A quel punto, le scienze sociali entrarono in una sorta di età dell'oro per la loro associazione con iniziative politiche coraggiose lanciate durante le presidenze di Giovanni. F. Kennedy e Lyndon B. Johnson. Gli scienziati hanno contribuito a promuovere programmi federali per affrontare una vasta gamma di problemi, tra cui, come scrive Solovey, "delinquenza giovanile, degrado urbano, conflitto razziale, povertà e disoccupazione". Alla fine degli anni '60, l'NSF destinava circa il sette percento del suo budget alle scienze sociali, "il massimo mai raggiunto", afferma Solovey.
Ma negli anni '70, il pendolo tornò alla sfiducia conservatrice. I liberali hanno anche espresso sfiducia nei confronti di alcune ricerche di scienze sociali, in particolare quelle che consideravano al servizio di ideali, pratiche e politiche economiche o politiche conservatrici.
Il libro di Solovey porta i lettori alla fine della presidenza Reagan e, in un breve capitolo finale, fino ai giorni nostri, lasciando interrogativi sul futuro del supporto delle scienze sociali negli Stati Uniti
Il suo libro propone una nuova agenzia di finanziamento per le scienze sociali negli Stati Uniti:una National Social Science Foundation, che cercherà di sostenere la ricerca sociale su un ampio fronte accogliendo e promuovendo il lavoro fondato su approcci umanistici e scientifici, forse lungo le linee del Consiglio canadese per la ricerca in scienze sociali e umanistiche.
"Questa proposta è già arrivata alla fine degli anni '60, quando c'era un discreto interesse", dice Solovey. "Per me è l'episodio più interessante di tutta la storia:c'era una proposta al Congresso, ci sono state audizioni nazionali, il Senato ha votato per sostenerla. Ma non ha mai avuto sostegno alla Camera dei Rappresentanti. E alla fine degli anni '60 , il clima era cambiato e l'intera idea è scomparsa. Da allora, questa idea è praticamente svanita."
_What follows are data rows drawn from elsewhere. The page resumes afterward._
// src/controller/info.rs - Read-only panel queries (A0-A8, A33)
use super::context::LastError;
use super::{FILE_LIST_PAGE, PanelController};
use crate::file_navigator::MediaStore;
use crate::firmware::{Axis, FirmwareApi};
use crate::panel::PanelCommand;
use crate::panel::messages::*;
use std::time::Duration;

impl<F: FirmwareApi, M: MediaStore> PanelController<F, M> {
    /// Value queries. None of these mutate printer state; each formats a
    /// single reply line.
    pub(super) async fn panel_info(&mut self, cmd: &PanelCommand, code: u8) {
        match code {
            // A0-A3: current and target temperatures.
            0 => {
                let reply = format!("A0V {:.2}", self.firmware.hotend_temp());
                self.link.send_line(&reply);
            }
            1 => {
                let reply = format!("A1V {:.2}", self.firmware.hotend_target());
                self.link.send_line(&reply);
            }
            2 => {
                let reply = format!("A2V {:.2}", self.firmware.bed_temp());
                self.link.send_line(&reply);
            }
            3 => {
                let reply = format!("A3V {:.2}", self.firmware.bed_target());
                self.link.send_line(&reply);
            }

            4 => {
                let reply = format!("A4V {}", self.firmware.fan_percent());
                self.link.send_line(&reply);
            }

            5 => {
                let reply = format!(
                    "A5V X: {:.2} Y: {:.2} Z: {:.2}",
                    self.firmware.axis_position(Axis::X),
                    self.firmware.axis_position(Axis::Y),
                    self.firmware.axis_position(Axis::Z),
                );
                self.link.send_line(&reply);
            }

            // A6: progress is only meaningful for a media print.
            6 => {
                if self.firmware.is_printing_from_media() {
                    let reply = format!("A6V {:02}", self.firmware.progress_percent());
                    self.link.send_line(&reply);
                } else {
                    self.link.send_line("A6V ---");
                }
            }

            7 => {
                let minutes = self.firmware.elapsed_seconds() / 60;
                let reply = format!("A7V {:02}:{:02}", minutes / 60, minutes % 60);
                self.link.send_line(&reply);
            }

            // A8: file listing page. One bounded retry for a card that is
            // still mounting; the delay stalls the dispatch loop, which is
            // acceptable because it is bounded and rare.
            8 => {
                if !self.navigator.is_media_present().await {
                    tokio::time::sleep(Duration::from_millis(500)).await;
                }
                if !self.navigator.is_media_present().await {
                    self.link.send_line(MSG_NO_SD_CARD);
                } else if cmd.char_at(3) == Some('S') {
                    let start = cmd.int_after(4).max(0) as usize;
                    self.send_file_list(start).await;
                }
            }

            // A33: build version, or the pending fault if one is recorded.
            33 => {
                let body = match self.ctx.take_last_error() {
                    Some(err) => error_text(err).to_string(),
                    None => self.config.machine.version.clone(),
                };
                let reply = format!("{MSG_FIRMWARE_INFO}{body}");
                self.link.send_line(&reply);
            }

            _ => {}
        }
    }

    pub(super) async fn send_file_list(&mut self, start: usize) {
        self.link.send_line(MSG_FILE_LIST_START);
        for row in self.navigator.page(start, FILE_LIST_PAGE).await {
            self.link.send_line(&row.token);
            self.link.send_line(&row.display);
        }
        self.link.send_line(MSG_FILE_LIST_END);
    }
}

fn error_text(err: LastError) -> &'static str {
    match err {
        LastError::AbnormalBedTemp => MSG_ERROR_BED_TEMP,
        LastError::AbnormalHotendTemp => MSG_ERROR_HOTEND_TEMP,
        LastError::NoSdCard => MSG_ERROR_SD_CARD,
        LastError::PowerLoss => MSG_ERROR_POWER_LOSS,
        LastError::EepromMismatch => MSG_ERROR_EEPROM,
        LastError::FilamentRunout => MSG_ERROR_FILAMENT_OUT,
        LastError::None => "",
    }
}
Nelle loro indagini su tendenze occupazionali, povertà, comportamento politico, sessualità umana e tanti altri ambiti, Solovey osserva che gli scienziati sociali continuano a fare affidamento su fonti di sostegno pubblico e privato. I contributi che possono dare alla società sono tanto più critici in tempi di malattie globali, guerre e cambiamenti climatici.
"Mi piacerebbe molto che scienziati sociali americani e persone interessate al problema del finanziamento sostenesse una proposta per una Fondazione nazionale per le scienze sociali".